## [INSTRUCTIONS FOR THE TASK]
Go through the entries below and copy each line that holds the word "number".

## [INPUT]
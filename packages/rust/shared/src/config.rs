//! Pipeline configuration.
//!
//! All settings come from the environment (with a `.env` file loaded first if
//! present). Everything except the provider credentials has a default, so a
//! config is usable out of the box once `COHERE_API_KEY`, `QDRANT_URL`, and
//! `QDRANT_API_KEY` are set.

use std::path::{Path, PathBuf};
use std::time::Duration;

use serde::{Deserialize, Serialize};

use crate::error::{PipelineError, Result};

/// Vector length produced by `embed-english-v3.0`.
const EMBED_ENGLISH_V3_DIMENSIONS: usize = 1024;

/// Runtime configuration for every pipeline stage.
#[derive(Debug, Clone, Serialize, Deserialize)]
pub struct PipelineConfig {
    /// Base URL of the documentation site to ingest.
    #[serde(default = "default_docusaurus_url")]
    pub docusaurus_url: String,

    /// Sitemap URL; derived from `docusaurus_url` when empty.
    #[serde(default)]
    pub sitemap_url: String,

    /// Optional substring filter applied to top-level sitemap entries
    /// (e.g. `/docs/`). Entries from nested sitemaps are never filtered.
    #[serde(default)]
    pub docs_path_filter: Option<String>,

    /// Cohere API key (required).
    #[serde(default)]
    pub cohere_api_key: String,

    /// Cohere embed endpoint (override for self-hosted gateways and tests).
    #[serde(default = "default_cohere_api_url")]
    pub cohere_api_url: String,

    /// Cohere embedding model identifier.
    #[serde(default = "default_cohere_model")]
    pub cohere_model: String,

    /// Texts per embedding request.
    #[serde(default = "default_cohere_batch_size")]
    pub cohere_batch_size: usize,

    /// Embedding requests-per-minute budget.
    #[serde(default = "default_cohere_max_rpm")]
    pub cohere_max_rpm: u32,

    /// Qdrant endpoint URL (required).
    #[serde(default)]
    pub qdrant_url: String,

    /// Qdrant API key (required).
    #[serde(default)]
    pub qdrant_api_key: String,

    /// Qdrant collection name.
    #[serde(default = "default_qdrant_collection")]
    pub qdrant_collection: String,

    /// Target chunk size in tokens.
    #[serde(default = "default_chunk_size")]
    pub chunk_size: usize,

    /// Chunk overlap in tokens.
    #[serde(default = "default_chunk_overlap")]
    pub chunk_overlap: usize,

    /// Maximum in-flight page fetches.
    #[serde(default = "default_max_concurrent_requests")]
    pub max_concurrent_requests: usize,

    /// Per-slot delay before each page fetch, in seconds.
    #[serde(default = "default_request_delay_secs")]
    pub request_delay_secs: f64,

    /// Root data directory.
    #[serde(default = "default_data_dir")]
    pub data_dir: PathBuf,

    /// Cache directory (extracted page text lives under `<cache>/extracted`).
    #[serde(default = "default_cache_dir")]
    pub cache_dir: PathBuf,

    /// Per-stage state file directory.
    #[serde(default = "default_state_dir")]
    pub state_dir: PathBuf,

    /// Log output directory.
    #[serde(default = "default_log_dir")]
    pub log_dir: PathBuf,

    /// Embeddings JSONL handoff file.
    #[serde(default = "default_embeddings_path")]
    pub embeddings_path: PathBuf,
}

fn default_docusaurus_url() -> String {
    "https://ai-robotics-course.vercel.app/".into()
}
fn default_cohere_model() -> String {
    "embed-english-v3.0".into()
}
fn default_cohere_api_url() -> String {
    "https://api.cohere.com/v2/embed".into()
}
fn default_cohere_batch_size() -> usize {
    96
}
fn default_cohere_max_rpm() -> u32 {
    100
}
fn default_qdrant_collection() -> String {
    "docs-embeddings".into()
}
fn default_chunk_size() -> usize {
    512
}
fn default_chunk_overlap() -> usize {
    50
}
fn default_max_concurrent_requests() -> usize {
    5
}
fn default_request_delay_secs() -> f64 {
    0.6 // 60s / 100 RPM
}
fn default_data_dir() -> PathBuf {
    "data".into()
}
fn default_cache_dir() -> PathBuf {
    "data/cache".into()
}
fn default_state_dir() -> PathBuf {
    "data/state".into()
}
fn default_log_dir() -> PathBuf {
    "data/logs".into()
}
fn default_embeddings_path() -> PathBuf {
    "data/embeddings.jsonl".into()
}

impl Default for PipelineConfig {
    fn default() -> Self {
        Self {
            docusaurus_url: default_docusaurus_url(),
            sitemap_url: String::new(),
            docs_path_filter: None,
            cohere_api_key: String::new(),
            cohere_api_url: default_cohere_api_url(),
            cohere_model: default_cohere_model(),
            cohere_batch_size: default_cohere_batch_size(),
            cohere_max_rpm: default_cohere_max_rpm(),
            qdrant_url: String::new(),
            qdrant_api_key: String::new(),
            qdrant_collection: default_qdrant_collection(),
            chunk_size: default_chunk_size(),
            chunk_overlap: default_chunk_overlap(),
            max_concurrent_requests: default_max_concurrent_requests(),
            request_delay_secs: default_request_delay_secs(),
            data_dir: default_data_dir(),
            cache_dir: default_cache_dir(),
            state_dir: default_state_dir(),
            log_dir: default_log_dir(),
            embeddings_path: default_embeddings_path(),
        }
    }
}

impl PipelineConfig {
    /// Derive defaults and check required fields.
    ///
    /// Must be called after construction; [`load_config`] does this for you.
    pub fn finalize(mut self) -> Result<Self> {
        if self.sitemap_url.is_empty() && !self.docusaurus_url.is_empty() {
            let base = self.docusaurus_url.trim_end_matches('/');
            self.sitemap_url = format!("{base}/sitemap.xml");
        }

        if self.cohere_api_key.is_empty() {
            return Err(PipelineError::config(
                "COHERE_API_KEY is required. Set it in the environment or a .env file.",
            ));
        }
        if self.qdrant_url.is_empty() {
            return Err(PipelineError::config(
                "QDRANT_URL is required. Set it in the environment or a .env file.",
            ));
        }
        if self.qdrant_api_key.is_empty() {
            return Err(PipelineError::config(
                "QDRANT_API_KEY is required. Set it in the environment or a .env file.",
            ));
        }

        Ok(self)
    }

    /// Embedding vector length for the configured model.
    pub fn embedding_dimensions(&self) -> usize {
        EMBED_ENGLISH_V3_DIMENSIONS
    }

    /// Per-slot crawl delay as a [`Duration`].
    pub fn request_delay(&self) -> Duration {
        Duration::from_secs_f64(self.request_delay_secs.max(0.0))
    }

    /// Sleep between embedding batches, sized to the RPM budget.
    pub fn embed_batch_delay(&self) -> Duration {
        if self.cohere_max_rpm == 0 {
            return Duration::from_secs_f64(0.6);
        }
        Duration::from_secs_f64(60.0 / f64::from(self.cohere_max_rpm))
    }

    /// State file path for a stage (`crawl`, `embed`, `upload`).
    pub fn state_path(&self, stage: &str) -> PathBuf {
        self.state_dir.join(format!("{stage}_state.json"))
    }

    /// Directory holding extracted page text and metadata sidecars.
    pub fn extracted_cache_dir(&self) -> PathBuf {
        self.cache_dir.join("extracted")
    }

    /// Create every directory the pipeline writes into.
    pub fn ensure_dirs(&self) -> Result<()> {
        for dir in [
            self.data_dir.as_path(),
            self.cache_dir.as_path(),
            &self.extracted_cache_dir(),
            self.state_dir.as_path(),
            self.log_dir.as_path(),
        ] {
            std::fs::create_dir_all(dir).map_err(|e| PipelineError::io(dir, e))?;
        }
        Ok(())
    }

    /// Re-root every relative path under `root` (used by tests and the
    /// `pipeline` command's `--data-dir` override).
    pub fn with_data_root(mut self, root: &Path) -> Self {
        self.data_dir = root.to_path_buf();
        self.cache_dir = root.join("cache");
        self.state_dir = root.join("state");
        self.log_dir = root.join("logs");
        self.embeddings_path = root.join("embeddings.jsonl");
        self
    }
}

/// Load configuration from the process environment (and `.env` if present).
pub fn load_config() -> Result<PipelineConfig> {
    // A missing .env file is fine; explicit environment always wins below.
    let _ = dotenvy::dotenv();

    let mut config = PipelineConfig {
        cohere_api_key: env_or_empty("COHERE_API_KEY"),
        qdrant_url: env_or_empty("QDRANT_URL"),
        qdrant_api_key: env_or_empty("QDRANT_API_KEY"),
        ..PipelineConfig::default()
    };

    if let Ok(url) = std::env::var("DOCUSAURUS_URL") {
        if !url.is_empty() {
            config.docusaurus_url = url;
        }
    }
    if let Ok(url) = std::env::var("SITEMAP_URL") {
        config.sitemap_url = url;
    }
    if let Ok(name) = std::env::var("QDRANT_COLLECTION") {
        if !name.is_empty() {
            config.qdrant_collection = name;
        }
    }
    if let Ok(filter) = std::env::var("DOCS_PATH_FILTER") {
        if !filter.is_empty() {
            config.docs_path_filter = Some(filter);
        }
    }
    if let Ok(url) = std::env::var("COHERE_API_URL") {
        if !url.is_empty() {
            config.cohere_api_url = url;
        }
    }

    config.finalize()
}

fn env_or_empty(name: &str) -> String {
    std::env::var(name).unwrap_or_default()
}

#[cfg(test)]
mod tests {
    use super::*;

    fn config_with_keys() -> PipelineConfig {
        PipelineConfig {
            cohere_api_key: "key".into(),
            qdrant_url: "https://qdrant.example.com".into(),
            qdrant_api_key: "key".into(),
            ..PipelineConfig::default()
        }
    }

    #[test]
    fn sitemap_url_derived_from_base() {
        let config = PipelineConfig {
            docusaurus_url: "https://docs.example.com/".into(),
            ..config_with_keys()
        };
        let config = config.finalize().expect("finalize");
        assert_eq!(config.sitemap_url, "https://docs.example.com/sitemap.xml");
    }

    #[test]
    fn explicit_sitemap_url_kept() {
        let config = PipelineConfig {
            sitemap_url: "https://docs.example.com/custom-sitemap.xml".into(),
            ..config_with_keys()
        };
        let config = config.finalize().expect("finalize");
        assert_eq!(
            config.sitemap_url,
            "https://docs.example.com/custom-sitemap.xml"
        );
    }

    #[test]
    fn missing_required_keys_rejected() {
        let config = PipelineConfig {
            cohere_api_key: String::new(),
            ..config_with_keys()
        };
        let err = config.finalize().unwrap_err();
        assert!(err.to_string().contains("COHERE_API_KEY"));

        let config = PipelineConfig {
            qdrant_url: String::new(),
            ..config_with_keys()
        };
        let err = config.finalize().unwrap_err();
        assert!(err.to_string().contains("QDRANT_URL"));
    }

    #[test]
    fn delay_defaults() {
        let config = config_with_keys().finalize().expect("finalize");
        assert_eq!(config.request_delay(), Duration::from_secs_f64(0.6));
        assert_eq!(config.embed_batch_delay(), Duration::from_secs_f64(0.6));
        assert_eq!(config.embedding_dimensions(), 1024);
    }

    #[test]
    fn state_and_cache_paths() {
        let config = config_with_keys();
        assert_eq!(
            config.state_path("crawl"),
            PathBuf::from("data/state/crawl_state.json")
        );
        assert_eq!(
            config.extracted_cache_dir(),
            PathBuf::from("data/cache/extracted")
        );
    }

    #[test]
    fn data_root_override() {
        let config = config_with_keys().with_data_root(Path::new("/tmp/docvec"));
        assert_eq!(config.state_path("embed").parent().unwrap(), Path::new("/tmp/docvec/state"));
        assert_eq!(config.embeddings_path, PathBuf::from("/tmp/docvec/embeddings.jsonl"));
    }
}
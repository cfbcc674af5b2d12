//! Embeddings JSONL file: one [`EmbeddingRecord`] per line.
//!
//! The file is the handoff artifact between the embed and upload stages.
//! Batches append as they complete so the file always reflects every
//! successfully embedded batch.

use std::io::{BufRead, BufReader, BufWriter, Write};
use std::path::Path;

use tracing::info;

use docvec_shared::{EmbeddingRecord, PipelineError, Result};

/// Append records to the file, creating it (and parent directories) if
/// needed. Returns the number of records written.
pub fn append_records(path: &Path, records: &[EmbeddingRecord]) -> Result<usize> {
    if let Some(parent) = path.parent() {
        std::fs::create_dir_all(parent).map_err(|e| PipelineError::io(parent, e))?;
    }

    let file = std::fs::OpenOptions::new()
        .create(true)
        .append(true)
        .open(path)
        .map_err(|e| PipelineError::io(path, e))?;
    let mut writer = BufWriter::new(file);

    for record in records {
        let line = serde_json::to_string(record)
            .map_err(|e| PipelineError::validation(format!("record serialization: {e}")))?;
        writer
            .write_all(line.as_bytes())
            .and_then(|()| writer.write_all(b"\n"))
            .map_err(|e| PipelineError::io(path, e))?;
    }
    writer.flush().map_err(|e| PipelineError::io(path, e))?;

    Ok(records.len())
}

/// Read every record from the file. A missing file is an empty list; a
/// malformed line is an error naming the line number.
pub fn read_records(path: &Path) -> Result<Vec<EmbeddingRecord>> {
    if !path.exists() {
        return Ok(Vec::new());
    }

    let file = std::fs::File::open(path).map_err(|e| PipelineError::io(path, e))?;
    let reader = BufReader::new(file);

    let mut records = Vec::new();
    for (number, line) in reader.lines().enumerate() {
        let line = line.map_err(|e| PipelineError::io(path, e))?;
        if line.trim().is_empty() {
            continue;
        }
        let record: EmbeddingRecord = serde_json::from_str(&line).map_err(|e| {
            PipelineError::validation(format!(
                "{} line {}: {e}",
                path.display(),
                number + 1
            ))
        })?;
        records.push(record);
    }

    info!(path = %path.display(), count = records.len(), "embeddings loaded");
    Ok(records)
}

/// Delete the file if present (fresh, non-resume runs).
pub fn remove_if_exists(path: &Path) -> Result<()> {
    if path.exists() {
        std::fs::remove_file(path).map_err(|e| PipelineError::io(path, e))?;
    }
    Ok(())
}
impl QdrantStore {
    pub fn new(config: &PipelineConfig) -> Result<Self> {
        let client = Client::builder()
            .timeout(Duration::from_secs(REQUEST_TIMEOUT_SECS))
            .build()
            .map_err(|e| PipelineError::Network(format!("failed to build HTTP client: {e}")))?;

        Ok(Self {
            config: config.clone(),
            client,
            base_url: config.qdrant_url.trim_end_matches('/').to_string(),
            batch_size: DEFAULT_BATCH_SIZE,
        })
    }

    /// Override the upsert batch size.
    pub fn with_batch_size(mut self, batch_size: usize) -> Self {
        self.batch_size = batch_size.max(1);
        self
    }

    fn request(&self, method: Method, path: &str) -> reqwest::RequestBuilder {
        let url = format!("{}{path}", self.base_url);
        let mut builder = self.client.request(method, url);
        if !self.config.qdrant_api_key.is_empty() {
            builder = builder.header("api-key", &self.config.qdrant_api_key);
        }
        builder
    }

    /// Issue a request, mapping transport errors and non-success statuses.
    async fn send(
        &self,
        builder: reqwest::RequestBuilder,
        path: &str,
    ) -> Result<reqwest::Response> {
        let response = builder
            .send()
            .await
            .map_err(|e| PipelineError::Network(format!("{}{path}: {e}", self.base_url)))?;

        let status = response.status();
        if !status.is_success() {
            return Err(PipelineError::Http {
                status: status.as_u16(),
                url: format!("{}{path}", self.base_url),
            });
        }
        Ok(response)
    }

    /// Check the store is reachable.
    pub async fn connect(&self) -> Result<()> {
        self.send(self.request(Method::GET, "/collections"), "/collections")
            .await?;
        debug!("connected to vector store");
        Ok(())
    }

    /// Ensure the collection exists with the configured dimension, cosine
    /// distance, and a keyword index on `url`. Returns whether it was created.
    #[instrument(skip_all, fields(collection = %self.config.qdrant_collection, recreate))]
    pub async fn ensure_collection(&self, recreate: bool) -> Result<bool> {
        let name = &self.config.qdrant_collection;
        let path = format!("/collections/{name}");

        let exists = match self.send(self.request(Method::GET, &path), &path).await {
            Ok(_) => true,
            Err(PipelineError::Http { status: 404, .. }) => false,
            Err(e) => return Err(e),
        };

        if exists {
            if !recreate {
                info!("collection exists");
                return Ok(false);
            }
            info!("deleting existing collection");
            self.send(self.request(Method::DELETE, &path), &path).await?;
        }

        info!(
            dimensions = self.config.embedding_dimensions(),
            "creating collection"
        );
        self.send(
            self.request(Method::PUT, &path).json(&json!({
                "vectors": {
                    "size": self.config.embedding_dimensions(),
                    "distance": "Cosine",
                }
            })),
            &path,
        )
        .await?;

        // Keyword index on `url` enables per-page filtering at query time.
        let index_path = format!("/collections/{name}/index");
        self.send(
            self.request(Method::PUT, &index_path).json(&json!({
                "field_name": "url",
                "field_schema": "keyword",
            })),
            &index_path,
        )
        .await?;

        Ok(true)
    }

    /// Upload embedding records in batches.
    ///
    /// A batch that fails after retries degrades to per-record upserts;
    /// records that still fail are returned in the outcome and the run
    /// continues. Point ids derive from `chunk_id`, so re-uploading the same
    /// records is idempotent.
    #[instrument(skip_all, fields(records = records.len(), resume))]
    pub async fn upload_embeddings(
        &self,
        records: &[EmbeddingRecord],
        states: &StateManager,
        resume: bool,
        progress: &mut dyn FnMut(usize, usize),
    ) -> Result<UploadOutcome> {
        let mut state = if resume {
            states.load_upload()
        } else {
            UploadState::default()
        };

        let pending: Vec<&EmbeddingRecord> = records
            .iter()
            .filter(|r| !state.is_uploaded(&r.chunk_id))
            .collect();
        let skipped = records.len() - pending.len();

        state.total_vectors = records.len();
        state.batch_size = self.batch_size;
        states.save_upload(&state)?;

        info!(
            pending = pending.len(),
            skipped,
            batch_size = self.batch_size,
            "starting upload"
        );

        let dimensions = self.config.embedding_dimensions();
        let total = pending.len();
        let mut uploaded: Vec<String> = Vec::new();
        let mut failed: BTreeMap<String, String> = BTreeMap::new();

        for batch in pending.chunks(self.batch_size) {
            // Records that fail conversion (bad dimension, missing payload
            // key) are permanent per-record failures, not batch failures.
            let mut points: Vec<(String, VectorRecord)> = Vec::with_capacity(batch.len());
            for record in batch {
                match VectorRecord::from_record(record, dimensions) {
                    Ok(point) => points.push((record.chunk_id.clone(), point)),
                    Err(e) => {
                        warn!(chunk_id = %record.chunk_id, error = %e, "record rejected");
                        failed.insert(record.chunk_id.clone(), e.to_string());
                    }
                }
            }
            if points.is_empty() {
                continue;
            }

            let batch_records: Vec<&VectorRecord> = points.iter().map(|(_, p)| p).collect();
            match self.upsert(&batch_records).await {
                Ok(()) => {
                    let ids: Vec<String> = points.iter().map(|(id, _)| id.clone()).collect();
                    state.mark_uploaded(&ids);
                    uploaded.extend(ids);
                }
                Err(e) => {
                    warn!(error = %e, batch = batch_records.len(), "batch upload failed, falling back to per-record upserts");
                    for (chunk_id, point) in &points {
                        match self.upsert(&[point]).await {
                            Ok(()) => {
                                state.mark_uploaded(std::slice::from_ref(chunk_id));
                                uploaded.push(chunk_id.clone());
                            }
                            Err(e) => {
                                state.mark_failed(chunk_id, e.to_string());
                                failed.insert(chunk_id.clone(), e.to_string());
                            }
                        }
                    }
                }
            }

            states.save_upload(&state)?;
            progress(uploaded.len() + failed.len(), total);
        }

        states.save_upload(&state)?;

        info!(
            uploaded = uploaded.len(),
            failed = failed.len(),
            skipped,
            "upload complete"
        );

        Ok(UploadOutcome {
            uploaded,
            failed,
            skipped,
        })
    }

    /// Upsert a set of points under retry (max 5, base 1 s, cap 60 s).
    async fn upsert(&self, records: &[&VectorRecord]) -> Result<()> {
        let name = &self.config.qdrant_collection;
        let path = format!("/collections/{name}/points?wait=true");

        let points: Vec<serde_json::Value> = records
            .iter()
            .map(|r| {
                json!({
                    "id": r.id,
                    "vector": r.vector,
                    "payload": r.payload,
                })
            })
            .collect();
        let body = json!({ "points": points });

        let policy = RetryPolicy::new(5, Duration::from_secs(1), Duration::from_secs(60));
        retry_with_backoff(policy, "upsert_points", || {
            let body = &body;
            let path = &path;
            async move {
                self.send(self.request(Method::PUT, path).json(body), path)
                    .await?;
                Ok(())
            }
        })
        .await
    }

    /// Exact point count, for post-upload verification.
    pub async fn count(&self) -> Result<u64> {
        let name = &self.config.qdrant_collection;
        let path = format!("/collections/{name}/points/count");

        let response = self
            .send(
                self.request(Method::POST, &path).json(&json!({"exact": true})),
                &path,
            )
            .await?;

        let parsed: CountResponse = response
            .json()
            .await
            .map_err(|e| PipelineError::Store(format!("count response: {e}")))?;
        Ok(parsed.result.count)
    }

    /// Top-K cosine search, optionally filtered to a single page URL.
    ///
    /// This is the read interface the QA layer consumes; payloads carry the
    /// fields written at upload time.
    pub async fn search(
        &self,
        vector: &[f32],
        limit: usize,
        url_filter: Option<&str>,
    ) -> Result<Vec<SearchHit>> {
        let name = &self.config.qdrant_collection;
        let path = format!("/collections/{name}/points/search");

        let mut body = json!({
            "vector": vector,
            "limit": limit,
            "with_payload": true,
        });
        if let Some(url) = url_filter {
            body["filter"] = json!({
                "must": [{ "key": "url", "match": { "value": url } }]
            });
        }

        let response = self
            .send(self.request(Method::POST, &path).json(&body), &path)
            .await?;

        let parsed: SearchResponse = response
            .json()
            .await
            .map_err(|e| PipelineError::Store(format!("search response: {e}")))?;
        Ok(parsed.result)
    }
}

## [OUTPUT FOR THIS TASK]
/// needed. Returns the number of records written.
/// malformed line is an error naming the line number.
    for (number, line) in reader.lines().enumerate() {
                number + 1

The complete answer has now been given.